_Raw data_.
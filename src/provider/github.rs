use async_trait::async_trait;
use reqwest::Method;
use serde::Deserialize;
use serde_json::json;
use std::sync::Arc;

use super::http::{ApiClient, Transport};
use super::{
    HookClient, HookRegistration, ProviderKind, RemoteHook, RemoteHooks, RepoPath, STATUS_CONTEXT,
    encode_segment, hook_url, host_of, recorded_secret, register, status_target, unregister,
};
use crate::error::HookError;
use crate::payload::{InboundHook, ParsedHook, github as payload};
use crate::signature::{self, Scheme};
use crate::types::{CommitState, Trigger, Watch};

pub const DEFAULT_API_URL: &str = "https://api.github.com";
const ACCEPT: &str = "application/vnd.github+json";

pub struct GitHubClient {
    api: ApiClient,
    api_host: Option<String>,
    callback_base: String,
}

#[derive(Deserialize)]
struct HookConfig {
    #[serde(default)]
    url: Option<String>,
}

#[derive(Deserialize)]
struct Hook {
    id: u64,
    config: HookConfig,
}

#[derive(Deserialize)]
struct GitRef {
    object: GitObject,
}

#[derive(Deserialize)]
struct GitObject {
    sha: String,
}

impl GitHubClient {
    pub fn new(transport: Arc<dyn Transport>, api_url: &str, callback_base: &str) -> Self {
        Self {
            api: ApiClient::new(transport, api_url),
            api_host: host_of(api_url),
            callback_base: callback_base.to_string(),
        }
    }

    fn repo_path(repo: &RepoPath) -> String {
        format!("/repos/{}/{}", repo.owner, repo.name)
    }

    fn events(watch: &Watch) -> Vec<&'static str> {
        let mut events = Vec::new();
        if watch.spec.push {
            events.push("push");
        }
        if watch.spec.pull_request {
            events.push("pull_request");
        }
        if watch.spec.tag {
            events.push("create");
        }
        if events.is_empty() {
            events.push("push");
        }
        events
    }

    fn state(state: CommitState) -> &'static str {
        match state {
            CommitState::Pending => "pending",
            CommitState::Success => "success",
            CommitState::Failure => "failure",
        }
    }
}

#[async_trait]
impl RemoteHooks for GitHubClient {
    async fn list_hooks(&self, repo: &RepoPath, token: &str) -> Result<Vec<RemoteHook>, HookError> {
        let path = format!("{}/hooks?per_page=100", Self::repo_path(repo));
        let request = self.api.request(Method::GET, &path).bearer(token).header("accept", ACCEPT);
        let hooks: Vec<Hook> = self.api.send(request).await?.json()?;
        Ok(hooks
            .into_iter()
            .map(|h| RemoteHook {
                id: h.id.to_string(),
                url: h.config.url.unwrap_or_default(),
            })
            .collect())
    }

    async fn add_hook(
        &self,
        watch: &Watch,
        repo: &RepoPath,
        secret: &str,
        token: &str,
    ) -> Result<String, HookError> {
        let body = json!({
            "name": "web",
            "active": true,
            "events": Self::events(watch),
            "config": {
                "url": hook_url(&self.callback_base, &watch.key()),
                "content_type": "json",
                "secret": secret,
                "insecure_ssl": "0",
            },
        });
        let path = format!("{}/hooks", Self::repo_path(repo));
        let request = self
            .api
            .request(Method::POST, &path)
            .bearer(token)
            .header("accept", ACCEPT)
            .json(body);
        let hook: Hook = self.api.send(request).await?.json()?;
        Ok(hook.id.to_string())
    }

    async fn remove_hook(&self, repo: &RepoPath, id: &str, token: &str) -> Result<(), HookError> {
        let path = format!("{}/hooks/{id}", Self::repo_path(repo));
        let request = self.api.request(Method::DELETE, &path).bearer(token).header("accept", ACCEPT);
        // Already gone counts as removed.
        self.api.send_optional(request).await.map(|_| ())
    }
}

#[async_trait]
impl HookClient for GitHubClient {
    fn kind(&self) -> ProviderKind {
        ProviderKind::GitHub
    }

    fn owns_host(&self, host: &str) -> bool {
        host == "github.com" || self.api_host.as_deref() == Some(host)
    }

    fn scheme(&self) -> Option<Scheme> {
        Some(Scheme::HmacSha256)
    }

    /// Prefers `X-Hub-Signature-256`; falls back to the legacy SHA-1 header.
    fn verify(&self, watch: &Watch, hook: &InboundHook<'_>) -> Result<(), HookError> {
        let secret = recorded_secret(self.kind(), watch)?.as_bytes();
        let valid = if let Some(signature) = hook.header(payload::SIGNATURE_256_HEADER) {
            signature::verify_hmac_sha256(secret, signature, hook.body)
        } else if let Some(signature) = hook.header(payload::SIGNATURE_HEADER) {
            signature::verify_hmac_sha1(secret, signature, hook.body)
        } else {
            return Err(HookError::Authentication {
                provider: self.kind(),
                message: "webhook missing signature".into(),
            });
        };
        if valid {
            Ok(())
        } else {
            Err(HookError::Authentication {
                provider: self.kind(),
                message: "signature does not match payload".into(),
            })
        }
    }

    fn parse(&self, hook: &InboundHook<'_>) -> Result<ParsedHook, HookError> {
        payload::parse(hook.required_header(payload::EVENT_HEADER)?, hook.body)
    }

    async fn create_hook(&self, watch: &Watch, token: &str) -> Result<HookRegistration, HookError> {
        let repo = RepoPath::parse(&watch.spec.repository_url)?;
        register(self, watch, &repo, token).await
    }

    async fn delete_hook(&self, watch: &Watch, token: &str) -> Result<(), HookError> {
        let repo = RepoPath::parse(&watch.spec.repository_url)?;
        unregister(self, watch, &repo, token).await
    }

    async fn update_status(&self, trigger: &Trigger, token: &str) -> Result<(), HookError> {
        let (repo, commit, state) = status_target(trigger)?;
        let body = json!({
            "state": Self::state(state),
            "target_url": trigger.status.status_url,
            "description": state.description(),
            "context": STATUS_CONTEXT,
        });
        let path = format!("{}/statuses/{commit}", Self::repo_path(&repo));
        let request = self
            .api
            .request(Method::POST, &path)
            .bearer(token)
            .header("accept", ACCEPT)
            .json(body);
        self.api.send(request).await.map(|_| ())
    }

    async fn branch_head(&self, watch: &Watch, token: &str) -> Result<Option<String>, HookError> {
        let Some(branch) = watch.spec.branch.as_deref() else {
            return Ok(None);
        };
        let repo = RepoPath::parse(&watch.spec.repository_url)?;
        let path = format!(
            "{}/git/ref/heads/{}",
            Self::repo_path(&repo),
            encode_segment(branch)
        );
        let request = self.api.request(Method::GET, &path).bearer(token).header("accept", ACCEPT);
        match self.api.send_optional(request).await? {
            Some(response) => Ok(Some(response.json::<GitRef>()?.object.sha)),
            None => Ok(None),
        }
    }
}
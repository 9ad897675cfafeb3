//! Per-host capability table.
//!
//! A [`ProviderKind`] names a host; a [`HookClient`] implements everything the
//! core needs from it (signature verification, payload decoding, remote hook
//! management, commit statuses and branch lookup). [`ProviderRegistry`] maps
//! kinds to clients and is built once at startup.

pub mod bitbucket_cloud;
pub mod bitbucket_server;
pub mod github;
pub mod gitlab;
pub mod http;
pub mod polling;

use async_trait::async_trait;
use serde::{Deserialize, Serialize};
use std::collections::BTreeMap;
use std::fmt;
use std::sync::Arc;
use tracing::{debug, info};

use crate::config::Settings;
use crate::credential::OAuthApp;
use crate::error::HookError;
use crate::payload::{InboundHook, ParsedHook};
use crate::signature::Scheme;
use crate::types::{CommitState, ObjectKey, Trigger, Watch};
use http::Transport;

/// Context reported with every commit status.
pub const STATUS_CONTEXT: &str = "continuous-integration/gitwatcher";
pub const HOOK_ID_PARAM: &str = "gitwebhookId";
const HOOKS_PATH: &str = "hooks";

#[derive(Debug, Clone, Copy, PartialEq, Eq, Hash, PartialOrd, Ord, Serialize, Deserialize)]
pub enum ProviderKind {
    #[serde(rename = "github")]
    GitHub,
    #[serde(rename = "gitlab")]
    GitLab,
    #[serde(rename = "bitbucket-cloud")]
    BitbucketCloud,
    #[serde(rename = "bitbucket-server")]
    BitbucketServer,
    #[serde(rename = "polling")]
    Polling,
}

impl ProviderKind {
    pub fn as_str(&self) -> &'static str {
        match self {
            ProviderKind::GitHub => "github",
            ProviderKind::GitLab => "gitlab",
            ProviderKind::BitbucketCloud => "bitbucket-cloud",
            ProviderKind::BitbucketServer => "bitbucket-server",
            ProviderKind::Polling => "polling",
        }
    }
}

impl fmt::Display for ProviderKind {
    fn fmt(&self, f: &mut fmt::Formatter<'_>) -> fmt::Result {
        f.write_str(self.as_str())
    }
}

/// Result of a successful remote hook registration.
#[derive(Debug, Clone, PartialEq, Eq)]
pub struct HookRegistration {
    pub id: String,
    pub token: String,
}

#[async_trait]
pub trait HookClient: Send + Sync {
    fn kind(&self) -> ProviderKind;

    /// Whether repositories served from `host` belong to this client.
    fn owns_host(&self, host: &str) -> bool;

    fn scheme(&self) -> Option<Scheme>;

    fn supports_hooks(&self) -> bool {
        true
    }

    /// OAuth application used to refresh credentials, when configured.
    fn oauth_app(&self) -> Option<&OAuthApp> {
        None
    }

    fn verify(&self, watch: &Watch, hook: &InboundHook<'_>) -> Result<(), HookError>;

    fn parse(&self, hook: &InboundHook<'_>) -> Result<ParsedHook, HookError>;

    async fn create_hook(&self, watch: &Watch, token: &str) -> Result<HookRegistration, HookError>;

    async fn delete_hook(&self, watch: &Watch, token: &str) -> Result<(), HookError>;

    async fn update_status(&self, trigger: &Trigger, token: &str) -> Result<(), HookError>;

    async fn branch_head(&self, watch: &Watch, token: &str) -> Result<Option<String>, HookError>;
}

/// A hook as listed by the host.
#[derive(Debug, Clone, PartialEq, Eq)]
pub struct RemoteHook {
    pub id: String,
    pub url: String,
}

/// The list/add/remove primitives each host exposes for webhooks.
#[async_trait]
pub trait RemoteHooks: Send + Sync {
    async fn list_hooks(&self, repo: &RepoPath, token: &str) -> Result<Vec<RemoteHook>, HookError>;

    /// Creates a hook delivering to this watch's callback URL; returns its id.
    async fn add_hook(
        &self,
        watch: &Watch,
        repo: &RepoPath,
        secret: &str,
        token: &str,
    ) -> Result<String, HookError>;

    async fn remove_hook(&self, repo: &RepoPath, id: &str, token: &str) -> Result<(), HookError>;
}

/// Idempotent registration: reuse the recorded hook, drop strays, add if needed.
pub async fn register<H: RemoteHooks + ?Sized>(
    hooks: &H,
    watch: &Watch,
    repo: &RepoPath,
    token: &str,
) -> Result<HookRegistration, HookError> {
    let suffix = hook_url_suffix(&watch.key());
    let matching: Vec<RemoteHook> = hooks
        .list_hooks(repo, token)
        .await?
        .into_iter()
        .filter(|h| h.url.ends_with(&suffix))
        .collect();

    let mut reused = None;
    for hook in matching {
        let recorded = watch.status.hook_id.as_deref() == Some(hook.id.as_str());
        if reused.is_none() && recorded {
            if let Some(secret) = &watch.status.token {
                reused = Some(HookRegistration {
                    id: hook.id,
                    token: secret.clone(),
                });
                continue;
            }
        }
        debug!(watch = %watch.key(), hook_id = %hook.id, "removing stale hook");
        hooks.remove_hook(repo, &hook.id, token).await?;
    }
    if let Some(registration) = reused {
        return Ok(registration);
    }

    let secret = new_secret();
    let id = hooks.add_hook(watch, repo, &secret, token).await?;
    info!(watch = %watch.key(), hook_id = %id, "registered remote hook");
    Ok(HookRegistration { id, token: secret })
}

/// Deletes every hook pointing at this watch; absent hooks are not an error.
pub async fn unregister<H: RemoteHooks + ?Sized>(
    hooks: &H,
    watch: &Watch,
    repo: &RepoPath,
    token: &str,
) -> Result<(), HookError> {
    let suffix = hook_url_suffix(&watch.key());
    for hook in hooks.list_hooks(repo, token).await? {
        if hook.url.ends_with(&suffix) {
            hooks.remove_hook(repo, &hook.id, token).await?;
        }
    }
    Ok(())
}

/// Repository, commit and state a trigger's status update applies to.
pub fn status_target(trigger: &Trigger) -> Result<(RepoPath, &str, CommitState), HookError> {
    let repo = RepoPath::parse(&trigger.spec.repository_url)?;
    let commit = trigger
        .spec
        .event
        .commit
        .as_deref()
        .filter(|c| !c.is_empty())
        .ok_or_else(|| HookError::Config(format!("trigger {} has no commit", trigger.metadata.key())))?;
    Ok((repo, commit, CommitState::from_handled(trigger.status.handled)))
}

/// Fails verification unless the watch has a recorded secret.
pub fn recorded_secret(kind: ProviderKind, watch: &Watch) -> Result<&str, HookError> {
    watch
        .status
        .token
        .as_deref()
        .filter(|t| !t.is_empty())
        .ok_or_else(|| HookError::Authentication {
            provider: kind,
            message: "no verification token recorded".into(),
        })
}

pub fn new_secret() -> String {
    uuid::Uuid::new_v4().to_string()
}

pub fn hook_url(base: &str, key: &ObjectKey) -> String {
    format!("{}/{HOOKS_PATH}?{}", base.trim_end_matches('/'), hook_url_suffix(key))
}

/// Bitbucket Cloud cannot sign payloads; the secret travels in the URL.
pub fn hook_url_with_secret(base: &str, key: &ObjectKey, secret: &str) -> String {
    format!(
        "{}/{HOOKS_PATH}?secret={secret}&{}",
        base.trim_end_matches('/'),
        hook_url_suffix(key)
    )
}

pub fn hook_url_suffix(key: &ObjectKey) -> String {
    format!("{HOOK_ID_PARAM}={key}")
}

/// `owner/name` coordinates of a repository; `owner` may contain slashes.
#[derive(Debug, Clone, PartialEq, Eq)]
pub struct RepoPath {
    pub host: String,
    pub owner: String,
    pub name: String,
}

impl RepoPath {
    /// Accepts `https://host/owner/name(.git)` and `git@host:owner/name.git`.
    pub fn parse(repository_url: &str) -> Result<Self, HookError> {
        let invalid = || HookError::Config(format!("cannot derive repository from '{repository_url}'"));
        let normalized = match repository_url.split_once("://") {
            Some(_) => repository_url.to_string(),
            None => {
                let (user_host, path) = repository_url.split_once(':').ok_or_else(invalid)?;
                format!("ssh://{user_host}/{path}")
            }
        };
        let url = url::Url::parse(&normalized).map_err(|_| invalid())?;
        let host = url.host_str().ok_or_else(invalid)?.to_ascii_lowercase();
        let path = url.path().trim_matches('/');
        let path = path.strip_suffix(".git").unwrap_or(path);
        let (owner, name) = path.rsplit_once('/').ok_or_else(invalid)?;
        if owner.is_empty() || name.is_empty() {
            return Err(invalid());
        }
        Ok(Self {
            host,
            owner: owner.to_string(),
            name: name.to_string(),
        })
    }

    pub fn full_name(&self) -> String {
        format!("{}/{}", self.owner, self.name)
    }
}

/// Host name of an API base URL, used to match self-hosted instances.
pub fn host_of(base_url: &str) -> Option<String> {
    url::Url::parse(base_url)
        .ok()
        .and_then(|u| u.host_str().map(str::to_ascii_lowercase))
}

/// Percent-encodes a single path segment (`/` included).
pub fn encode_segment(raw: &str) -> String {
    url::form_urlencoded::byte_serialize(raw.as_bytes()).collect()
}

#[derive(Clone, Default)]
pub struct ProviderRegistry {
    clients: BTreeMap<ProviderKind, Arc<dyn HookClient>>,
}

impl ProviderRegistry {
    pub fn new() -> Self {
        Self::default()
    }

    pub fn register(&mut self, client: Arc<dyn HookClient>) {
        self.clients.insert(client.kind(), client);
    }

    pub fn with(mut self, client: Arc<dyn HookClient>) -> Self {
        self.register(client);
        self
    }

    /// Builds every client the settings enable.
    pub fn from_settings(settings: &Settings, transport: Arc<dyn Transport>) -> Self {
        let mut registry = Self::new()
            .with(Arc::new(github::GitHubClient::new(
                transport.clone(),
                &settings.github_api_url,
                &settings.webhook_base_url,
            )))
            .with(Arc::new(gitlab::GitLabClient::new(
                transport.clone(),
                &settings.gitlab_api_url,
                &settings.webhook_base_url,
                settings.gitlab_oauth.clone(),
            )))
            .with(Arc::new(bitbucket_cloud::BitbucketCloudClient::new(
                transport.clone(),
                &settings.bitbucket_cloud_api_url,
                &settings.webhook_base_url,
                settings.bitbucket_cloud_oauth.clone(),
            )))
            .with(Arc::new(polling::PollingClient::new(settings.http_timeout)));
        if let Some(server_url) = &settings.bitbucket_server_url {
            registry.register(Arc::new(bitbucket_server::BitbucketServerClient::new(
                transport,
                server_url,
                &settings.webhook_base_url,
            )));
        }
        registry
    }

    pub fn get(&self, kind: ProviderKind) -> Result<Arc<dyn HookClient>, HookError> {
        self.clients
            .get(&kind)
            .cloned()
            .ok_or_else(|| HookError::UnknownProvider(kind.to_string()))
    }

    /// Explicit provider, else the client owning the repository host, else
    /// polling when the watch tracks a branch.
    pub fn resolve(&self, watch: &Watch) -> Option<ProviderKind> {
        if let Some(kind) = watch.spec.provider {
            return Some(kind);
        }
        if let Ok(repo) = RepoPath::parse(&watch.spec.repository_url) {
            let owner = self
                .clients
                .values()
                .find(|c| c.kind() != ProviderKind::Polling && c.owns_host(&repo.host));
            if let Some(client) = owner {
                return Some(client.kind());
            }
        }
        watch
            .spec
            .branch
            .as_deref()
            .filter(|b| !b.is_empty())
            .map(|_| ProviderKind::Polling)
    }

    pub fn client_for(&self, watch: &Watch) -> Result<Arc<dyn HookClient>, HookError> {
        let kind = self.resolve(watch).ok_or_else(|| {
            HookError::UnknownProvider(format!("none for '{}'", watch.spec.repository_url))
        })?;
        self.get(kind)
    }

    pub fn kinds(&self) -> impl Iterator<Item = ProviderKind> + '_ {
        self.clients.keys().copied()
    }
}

_What is required_. Show all lines in the entries above where the word "verification" appears.

_Solution for this task_.
//! core needs from it (signature verification, payload decoding, remote hook
/// Fails verification unless the watch has a recorded secret.
            message: "no verification token recorded".into(),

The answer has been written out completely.